● **What to do**:
List every line below containing "timer".

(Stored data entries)

--

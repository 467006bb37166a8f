//! Cancelable, resettable one-shot expiry timer

use std::sync::atomic::{AtomicBool, Ordering};
use std::sync::Arc;
use std::time::Duration;

use parking_lot::Mutex;
use tokio::time::Instant;
use tokio_util::sync::CancellationToken;

#[derive(Default)]
struct Slot {
    token: Option<CancellationToken>,
    deadline: Option<Instant>,
    /// Bumped on every start and cancel; a timer only fires for its own generation
    generation: u64,
}

/// At most one pending expiry per session
///
/// Cloning shares the same timer.
#[derive(Clone, Default)]
pub struct SessionTimeout {
    slot: Arc<Mutex<Slot>>,
    expired: Arc<AtomicBool>,
}

impl SessionTimeout {
    pub fn new() -> Self {
        Self::default()
    }

    /// Schedule `on_expire` after `duration`, replacing any pending timer.
    ///
    /// Must be called from within a tokio runtime.
    pub fn start<F>(&self, on_expire: F, duration: Duration)
    where
        F: FnOnce() + Send + 'static,
    {
        let token = CancellationToken::new();
        let generation = {
            let mut slot = self.slot.lock();
            if let Some(previous) = slot.token.take() {
                previous.cancel();
            }
            slot.generation += 1;
            slot.token = Some(token.clone());
            // Beyond the clock's range the timer never fires; so does the sleep.
            slot.deadline = Instant::now().checked_add(duration);
            self.expired.store(false, Ordering::SeqCst);
            slot.generation
        };

        let slot = Arc::clone(&self.slot);
        let expired = Arc::clone(&self.expired);
        tokio::spawn(async move {
            tokio::select! {
                _ = token.cancelled() => {}
                _ = tokio::time::sleep(duration) => {
                    {
                        let mut slot = slot.lock();
                        if slot.generation != generation {
                            return;
                        }
                        slot.token = None;
                        slot.deadline = None;
                        expired.store(true, Ordering::SeqCst);
                    }
                    tracing::debug!(after_ms = duration.as_millis() as u64, "Session timeout fired");
                    on_expire();
                }
            }
        });
    }

    /// Drop the pending timer without firing it
    pub fn cancel(&self) {
        let mut slot = self.slot.lock();
        if let Some(token) = slot.token.take() {
            token.cancel();
            slot.generation += 1;
            slot.deadline = None;
            tracing::debug!("Session timeout cancelled");
        }
    }

    /// Restart the full window from now
    pub fn reset<F>(&self, on_expire: F, duration: Duration)
    where
        F: FnOnce() + Send + 'static,
    {
        self.cancel();
        self.start(on_expire, duration);
    }

    /// True only once a scheduled expiry has actually fired
    pub fn is_expired(&self) -> bool {
        self.expired.load(Ordering::SeqCst)
    }

    pub fn is_pending(&self) -> bool {
        self.slot.lock().token.is_some()
    }

    /// Time left before the pending timer fires; `None` when none is pending
    /// or the deadline lies beyond the clock's range
    pub fn remaining(&self) -> Option<Duration> {
        self.slot
            .lock()
            .deadline
            .map(|deadline| deadline.saturating_duration_since(Instant::now()))
    }
}

impl std::fmt::Debug for SessionTimeout {
    fn fmt(&self, f: &mut std::fmt::Formatter<'_>) -> std::fmt::Result {
        f.debug_struct("SessionTimeout")
            .field("pending", &self.is_pending())
            .field("expired", &self.is_expired())
            .finish()
    }
}
//! Preview Server Core Module
//!
//! This module contains the shared foundation:
//! - Configuration management
//! - Error types and handling

pub mod config;
pub mod error;

// Re-export commonly used items
pub use config::*;
pub use error::{ConfigError, ErrorRecovery, PreviewError, RecoveryAction, Result};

--

● **Output for this exercise**:
//! Cancelable, resettable one-shot expiry timer
    /// Bumped on every start and cancel; a timer only fires for its own generation
/// Cloning shares the same timer.
    /// Schedule `on_expire` after `duration`, replacing any pending timer.
            // Beyond the clock's range the timer never fires; so does the sleep.
    /// Drop the pending timer without firing it
    /// Time left before the pending timer fires; `None` when none is pending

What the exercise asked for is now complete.